Nice article on Keith Henson. However, I would like you to clarify that I was not arrested for cultivating marijuana, “as was former Scientologist Jessie Prince.” I wasn’t even arrested. I was ordered to see the judge for violation of an injunction Scientology had set up — having to do with sitting in a red Santa’s chair and walking down the street with two picket signs in Clearwater, Florida.

—Tory Bezazian
Burbank

 

DEAR EDITOR:

Gale Holland’s piece ridicules the Church of Scientology for taking seriously a bomb threat made by Keith Henson. In the same article, Holland writes, “Henson worked in the 1970s for an explosives company in Arizona, and arranged pyrotechnic parties in the desert ‘similar to Burning Man.’” This reader is mystified why anyone should not take such a threat very seriously. Is Holland brimming with Panglossian naiveté, or is she just not being objective?

Jeff Farrow
Tujunga

 

DEAR EDITOR:

Keith Henson does not have to like Scientology, but he made violent threats, was convicted of a hate crime by a jury of his peers, then fled to Canada to escape punishment. He is a convicted criminal and fugitive from the law. Why are you defending him? Your credibility suffers.

—Bill Zalin
Los Angeles

 

DEAR EDITOR:

Your recent article on Keith Henson really misses the point. A jury unanimously convicted him of interfering with a religion. His interference consisted of following Scientology religious workers, taking down their license numbers and stalking them at their homes. This is not the expression of opinion; it is harassment of individual Scientologists solely because of their faith. If the victims of Henson’s obsession had been members of a Catholic or Jewish congregation, I’m sure that even the L.A. Weekly would not be so cavalier about the rights of the church members involved.

—Pam Shannon
Church of Scientology
Los Angeles

MOTION SICKNESS

DEAR EDITOR:

Re: Joseph Treviño’s “Almost Aboard” [June 22–28]. I’m sick and tired of hearing the Bus Riders Union call the MTA racist. I find it incredibly naive to assume that there is some vast conspiracy within the MTA simply because it’s trying to build a faster, smoother, more efficient way for its constituents to get around.

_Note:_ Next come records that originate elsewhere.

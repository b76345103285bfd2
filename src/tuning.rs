//! Data-driven game balance
//!
//! Every tunable has a hard-coded default; a JSON overlay may override any
//! subset of fields and the rest fall back to the defaults.

use serde::{Deserialize, Serialize};

/// Movement, steering, jump and spin-out tunables
#[derive(Debug, Clone, Serialize, Deserialize)]
#[serde(default)]
pub struct PhysicsTuning {
    /// Base acceleration, units per reference frame squared
    pub acceleration: f32,
    /// Speed cap for unboosted riding, units per reference frame
    pub max_speed: f32,
    /// Boost-pad target speed
    pub boost_speed: f32,

    // === Acceleration table (fractions of `acceleration`) ===
    /// Steering + forward
    pub carve_accel_scale: f32,
    /// Forward only
    pub accel_up_only_scale: f32,
    /// Back only (tuck)
    pub accel_down_only_scale: f32,
    /// Anything else, including steering alone
    pub accel_no_up_scale: f32,

    // === Friction regimes (per-reference-frame decay factors) ===
    pub carve_friction: f32,
    /// Speed cap while carving, fraction of `max_speed`
    pub carve_max_speed_frac: f32,
    pub steer_down_friction: f32,
    /// Absolute floor while steering + braking
    pub steer_down_min_speed: f32,
    pub steer_no_up_friction: f32,
    /// Speed cap while steering alone, fraction of `max_speed`
    pub steer_only_max_speed_frac: f32,
    pub straight_line_friction: f32,
    /// Floor while steering alone, fraction of `max_speed`
    pub steer_no_up_min_speed: f32,

    // === Steering ===
    /// Turn-angle scale when steering without forward input
    pub steer_no_up_turn_scale: f32,
    /// Extra turn angle (radians) when steering while braking
    pub steer_down_extra_turn_rad: f32,
    /// Angle interpolation per reference frame while carving
    pub carve_turn_interpolation: f32,
    /// Angle interpolation per reference frame otherwise
    pub steer_turn_interpolation: f32,
    /// Lean-back target while braking without steering
    pub steer_down_lean_back: f32,

    // === Spin-out ===
    /// Seconds of steer-only input before a spin-out triggers
    pub spin_out_threshold: f32,
    /// Timer value set on spin-out entry, seconds
    pub spin_out_duration: f32,
    /// Fall phase duration, seconds
    pub spin_out_fall_duration: f32,
    /// Spin rate, radians per reference frame
    pub spin_out_spin_speed: f32,
    /// Speed easing toward zero per reference frame while spun out
    pub spin_out_decel: f32,

    // === Jumping ===
    /// Launch force at zero charge
    pub jump_force_short: f32,
    /// Launch force at full charge
    pub jump_force_max: f32,
    /// Hold duration for a full charge (consumed upstream), milliseconds
    pub jump_charge_duration_ms: f32,
    /// Seconds after a ramp launch during which an assist jump is allowed
    pub ramp_assist_window: f32,
    /// Extra upward force from an assist jump
    pub ramp_assist_boost: f32,
    /// Upward launch force from a ramp
    pub ramp_force: f32,
    /// Units per reference frame squared
    pub gravity: f32,
}

impl Default for PhysicsTuning {
    fn default() -> Self {
        Self {
            acceleration: 0.02,
            max_speed: 1.1,
            boost_speed: 1.5,

            carve_accel_scale: 0.25,
            accel_up_only_scale: 0.78,
            accel_down_only_scale: 1.0,
            accel_no_up_scale: 0.55,

            carve_friction: 0.985,
            carve_max_speed_frac: 0.6,
            steer_down_friction: 0.98,
            steer_down_min_speed: 0.01,
            steer_no_up_friction: 0.997,
            steer_only_max_speed_frac: 0.75,
            straight_line_friction: 0.997,
            steer_no_up_min_speed: 0.3,

            steer_no_up_turn_scale: 0.5,
            steer_down_extra_turn_rad: std::f32::consts::FRAC_PI_4,
            carve_turn_interpolation: 0.25,
            steer_turn_interpolation: 0.15,
            steer_down_lean_back: 0.55,

            spin_out_threshold: 1.5,
            spin_out_duration: 1.0,
            spin_out_fall_duration: 0.8,
            spin_out_spin_speed: std::f32::consts::TAU / 45.0,
            spin_out_decel: 0.3,

            jump_force_short: 0.32,
            jump_force_max: 0.58,
            jump_charge_duration_ms: 400.0,
            ramp_assist_window: 50.0 / 60.0,
            ramp_assist_boost: 0.32,
            ramp_force: 0.55,
            gravity: 0.012,
        }
    }
}

/// Course layout tunables
#[derive(Debug, Clone, Serialize, Deserialize)]
#[serde(default)]
pub struct WorldTuning {
    /// Full lateral width of the play area
    pub play_area_width: f32,
    /// Edge band (from the boundary inward) where lateral drag applies
    pub obstacle_zone_margin: f32,
    /// Spawn a new chunk once the furthest obstacle is nearer than this
    pub look_ahead_distance: f32,
    /// Obstacles this far behind the player are retired
    pub despawn_distance: f32,
    /// Base forward gap between chunks
    pub chunk_spacing: f32,
    /// Random extra gap added per chunk
    pub chunk_spacing_jitter: f32,
}

impl Default for WorldTuning {
    fn default() -> Self {
        Self {
            play_area_width: 60.0,
            obstacle_zone_margin: 8.0,
            look_ahead_distance: 90.0,
            despawn_distance: 10.0,
            chunk_spacing: 18.0,
            chunk_spacing_jitter: 8.0,
        }
    }
}

/// Run rules and pickup timers
#[derive(Debug, Clone, Serialize, Deserialize)]
#[serde(default)]
pub struct GameTuning {
    pub max_hp: f32,
    pub max_lives: u32,
    /// Seconds a boost lasts
    pub boost_duration: f32,
    /// Seconds a standard shield lasts
    pub invincible_time: f32,
    /// Seconds until a carried dynamite detonates
    pub dynamite_time: f32,
    pub dynamite_damage: f32,
}

impl Default for GameTuning {
    fn default() -> Self {
        Self {
            max_hp: 100.0,
            max_lives: 5,
            boost_duration: 3.0,
            invincible_time: 6.0,
            dynamite_time: 5.0,
            dynamite_damage: 85.0,
        }
    }
}

/// Complete configuration surface
#[derive(Debug, Clone, Default, Serialize, Deserialize)]
#[serde(default)]
pub struct Tunables {
    pub physics: PhysicsTuning,
    pub world: WorldTuning,
    pub game: GameTuning,
}

impl Tunables {
    /// Parse a JSON overlay. Missing fields keep their defaults; a malformed
    /// document falls back to the defaults entirely.
    pub fn from_json(json: &str) -> Self {
        match serde_json::from_str(json) {
            Ok(t) => t,
            Err(e) => {
                log::warn!("Bad tuning overlay ({e}), using defaults");
                Self::default()
            }
        }
    }
}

I invite L.A. Weekly readers to look at a map of the Los Angeles County rail system and see which communities it travels through. Since when are Watts, Compton, Koreatown, Vermont-Wilshire, etc., enclaves of white populations? Anyone who says they are does not know Los Angeles very well, and anyone who says that the majority of rail users are white obviously has never ridden any of the Metro Rail lines.